2010年4月27日火曜日

「国家の品格」で見られる「わら人形」とカリカチュア (4)

以前、智子イズムという独特な思考法に触れてきた。ここでその特徴をもう一度挙げよう。

智子イズムを利用する人は:

① 細かい考慮を避ける。
② 素早く且つ大胆に自分と相手の個性や考え方を定義する。
③ ②の後には自分の主張をしまくる。

それから、細かいことに囚われないからこそ、智子イズムは便利な考え方であり、無知な人にとっても、一流の学者にとっても、否定できない魅力があるということについても触れてきた。

では、偽知識とステレオタイプという幻惑しか生み出さない智子イズムに、意図的な「わら人形論法」やカリカチュアを加えたら、議論はどうなるのだろうか?
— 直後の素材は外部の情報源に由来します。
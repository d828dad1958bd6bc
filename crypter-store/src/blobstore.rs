//! Blob store capability and the S3 implementation.
//!
//! The [`BlobStore`] trait is the storage boundary the pipelines work
//! against: write/read with an optional per-call encryption key, plus
//! the metadata and existence probes the sidecar logic needs.
//! [`S3BlobStore`] binds it to S3 using SSE-C, so the DEK is handed to
//! the storage layer per call as customer-supplied key headers and is
//! never placed in object metadata.

use crate::config::CrypterConfig;
use crate::error::{StoreError, StoreResult};
use async_trait::async_trait;
use aws_sdk_s3::error::ProvideErrorMetadata;
use aws_sdk_s3::presigning::PresigningConfig;
use aws_sdk_s3::primitives::ByteStream;
use aws_sdk_s3::Client as S3Client;
use base64::engine::general_purpose::STANDARD as BASE64;
use base64::Engine as _;
use crypter_crypto::SymmetricKey;
use md5::{Digest, Md5};
use std::time::Duration;
use tracing::debug;

/// Remote blob-store capability.
///
/// Implementations are stateless, thread-safe handles constructed once
/// per configuration and shared across concurrent pipeline runs. When
/// an encryption key is supplied, the store's native encryption-at-rest
/// mechanism is responsible for binding the key to the object; a read
/// with the wrong key must fail with [`StoreError::KeyMismatch`], never
/// return garbage bytes.
#[async_trait]
pub trait BlobStore: Send + Sync {
    /// Writes an object, optionally encrypted with `encryption_key`.
    /// Returns a public locator for the object.
    async fn write(
        &self,
        name: &str,
        content_type: &str,
        data: Vec<u8>,
        encryption_key: Option<&SymmetricKey>,
    ) -> StoreResult<String>;

    /// Reads an object's bytes, decrypting with `decryption_key` if the
    /// object was written encrypted.
    async fn read(&self, name: &str, decryption_key: Option<&SymmetricKey>)
        -> StoreResult<Vec<u8>>;

    /// Reads an object's content type. The key is required here because
    /// SSE-C stores demand it even for metadata requests; keyless stores
    /// ignore it.
    async fn read_content_type(
        &self,
        name: &str,
        decryption_key: Option<&SymmetricKey>,
    ) -> StoreResult<String>;

    /// Checks whether an object exists, without reading it.
    async fn exists(&self, name: &str) -> StoreResult<bool>;

    /// Deletes an object. Deleting a missing object is not an error.
    async fn delete(&self, name: &str) -> StoreResult<()>;
}

/// SSE-C header values for a DEK: algorithm, base64 key, base64 key MD5.
fn sse_c_headers(key: &SymmetricKey) -> (String, String) {
    let key_b64 = BASE64.encode(key.as_bytes());
    let key_md5 = BASE64.encode(Md5::digest(key.as_bytes()));
    (key_b64, key_md5)
}

/// S3-backed blob store using SSE-C for per-object encryption.
pub struct S3BlobStore {
    client: S3Client,
    bucket: String,
    /// Lifetime of the presigned locator returned by [`BlobStore::write`].
    locator_expiry: Duration,
}

impl S3BlobStore {
    /// Builds the store from configuration. Credentials stay out of the
    /// serializable config and are supplied by the deployment
    /// environment.
    pub fn from_config(
        config: &CrypterConfig,
        access_key_id: &str,
        secret_access_key: &str,
    ) -> Self {
        Self::new(
            config.bucket.clone(),
            config.region.clone(),
            config.endpoint_override.clone(),
            access_key_id,
            secret_access_key,
        )
    }

    /// Builds the S3 client once from explicit configuration; the handle
    /// is reused across all requests.
    pub fn new(
        bucket: String,
        region: String,
        endpoint_override: Option<String>,
        access_key_id: &str,
        secret_access_key: &str,
    ) -> Self {
        let credentials = aws_credential_types::Credentials::new(
            access_key_id,
            secret_access_key,
            None,
            None,
            "crypter-static",
        );

        let mut config_builder = aws_sdk_s3::Config::builder()
            .region(aws_types::region::Region::new(region))
            .credentials_provider(credentials)
            .behavior_version_latest();

        if let Some(endpoint) = endpoint_override {
            config_builder = config_builder.endpoint_url(endpoint).force_path_style(true);
        }

        Self {
            client: S3Client::from_conf(config_builder.build()),
            bucket,
            locator_expiry: Duration::from_secs(3600),
        }
    }

    /// Maps an S3 read failure, distinguishing a missing object from an
    /// SSE-C key rejection when a key was supplied.
    fn map_read_error(name: &str, code: Option<&str>, message: String, keyed: bool) -> StoreError {
        match code {
            Some("NoSuchKey") | Some("NotFound") => StoreError::ObjectNotFound(name.to_string()),
            Some("AccessDenied") | Some("InvalidRequest") | Some("InvalidArgument") if keyed => {
                StoreError::KeyMismatch(name.to_string())
            }
            _ => StoreError::Storage(format!("read failed for {name}: {message}")),
        }
    }
}

#[async_trait]
impl BlobStore for S3BlobStore {
    async fn write(
        &self,
        name: &str,
        content_type: &str,
        data: Vec<u8>,
        encryption_key: Option<&SymmetricKey>,
    ) -> StoreResult<String> {
        let size = data.len();
        let mut request = self
            .client
            .put_object()
            .bucket(&self.bucket)
            .key(name)
            .content_type(content_type)
            .body(ByteStream::from(data));

        if let Some(key) = encryption_key {
            let (key_b64, key_md5) = sse_c_headers(key);
            request = request
                .sse_customer_algorithm("AES256")
                .sse_customer_key(key_b64)
                .sse_customer_key_md5(key_md5);
        }

        request
            .send()
            .await
            .map_err(|e| StoreError::Storage(format!("write failed for {name}: {e}")))?;

        debug!("wrote {size} bytes to s3://{}/{name}", self.bucket);

        let presign = PresigningConfig::expires_in(self.locator_expiry)
            .map_err(|e| StoreError::Storage(format!("presign config: {e}")))?;
        let presigned = self
            .client
            .get_object()
            .bucket(&self.bucket)
            .key(name)
            .presigned(presign)
            .await
            .map_err(|e| StoreError::Storage(format!("presign failed for {name}: {e}")))?;

        Ok(presigned.uri().to_string())
    }

    async fn read(
        &self,
        name: &str,
        decryption_key: Option<&SymmetricKey>,
    ) -> StoreResult<Vec<u8>> {
        let mut request = self.client.get_object().bucket(&self.bucket).key(name);

        if let Some(key) = decryption_key {
            let (key_b64, key_md5) = sse_c_headers(key);
            request = request
                .sse_customer_algorithm("AES256")
                .sse_customer_key(key_b64)
                .sse_customer_key_md5(key_md5);
        }

        let resp = request.send().await.map_err(|e| {
            let service_err = e.into_service_error();
            Self::map_read_error(
                name,
                service_err.code(),
                service_err.to_string(),
                decryption_key.is_some(),
            )
        })?;

        let body = resp
            .body
            .collect()
            .await
            .map_err(|e| StoreError::Storage(format!("failed to read body for {name}: {e}")))?;

        let bytes = body.into_bytes().to_vec();
        debug!("read {} bytes from s3://{}/{name}", bytes.len(), self.bucket);
        Ok(bytes)
    }

    async fn read_content_type(
        &self,
        name: &str,
        decryption_key: Option<&SymmetricKey>,
    ) -> StoreResult<String> {
        let mut request = self.client.head_object().bucket(&self.bucket).key(name);

        if let Some(key) = decryption_key {
            let (key_b64, key_md5) = sse_c_headers(key);
            request = request
                .sse_customer_algorithm("AES256")
                .sse_customer_key(key_b64)
                .sse_customer_key_md5(key_md5);
        }

        let resp = request.send().await.map_err(|e| {
            let service_err = e.into_service_error();
            if service_err.is_not_found() {
                StoreError::ObjectNotFound(name.to_string())
            } else {
                Self::map_read_error(
                    name,
                    service_err.code(),
                    service_err.to_string(),
                    decryption_key.is_some(),
                )
            }
        })?;

        Ok(resp
            .content_type()
            .unwrap_or("application/octet-stream")
            .to_string())
    }

    async fn exists(&self, name: &str) -> StoreResult<bool> {
        match self
            .client
            .head_object()
            .bucket(&self.bucket)
            .key(name)
            .send()
            .await
        {
            Ok(_) => Ok(true),
            Err(e) => {
                let service_err = e.into_service_error();
                if service_err.is_not_found() {
                    Ok(false)
                } else if service_err.code() == Some("AccessDenied")
                    || service_err.code() == Some("InvalidRequest")
                {
                    // SSE-C objects reject keyless HEADs but the object
                    // is demonstrably there.
                    Ok(true)
                } else {
                    Err(StoreError::Storage(format!(
                        "existence probe failed for {name}: {service_err}"
                    )))
                }
            }
        }
    }

    async fn delete(&self, name: &str) -> StoreResult<()> {
        self.client
            .delete_object()
            .bucket(&self.bucket)
            .key(name)
            .send()
            .await
            .map_err(|e| StoreError::Storage(format!("delete failed for {name}: {e}")))?;
        debug!("deleted s3://{}/{name}", self.bucket);
        Ok(())
    }
}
それは、まるで火に油を注ぐような話だ。相手の主張はまるで理解しようとせず、わら人形だらけの、まったくでたらめな議論になるに違いない。自分と相手の個性や考え方を大胆に定義するだけではなく、自分を美しく見せながら相手をけなし、かつてなかった感情性も議論に伴ってくる。

しかも、漫画・映像・エッセイ集などにまとめられ、このような議論が一般に知られるようになれば、それはまるでウイルスのように伝染し、少数派、あるいは一人の著者の思想だったものは、「国家の幻惑」にまで拡大してしまうことが考えられる。

藤原氏の本には、正式な「わら人形論法」はないのかもしれない。氏が誰かの特定した意見に対して仕立てた反論を述べているのではなく、自分の意見を次々述べているだけだからである。だが、「国家の品格」を読んだ時、「えー、ちょっと待ってよ! そんな解釈はずるいんじゃない?」と思う箇所が非常に多かったので、私は氏の主張を「わら人形論法」と指摘することがある。

しかし、何と言っても、「国家の品格」で最も頻繁に見られるのは、欧米の文化や歴史についての「カリカチュア交じりの智子イズム」だ。藤原氏の主張はほとんどそうだと言っても過言ではない。次回は早速そんな例を見てみることにしよう。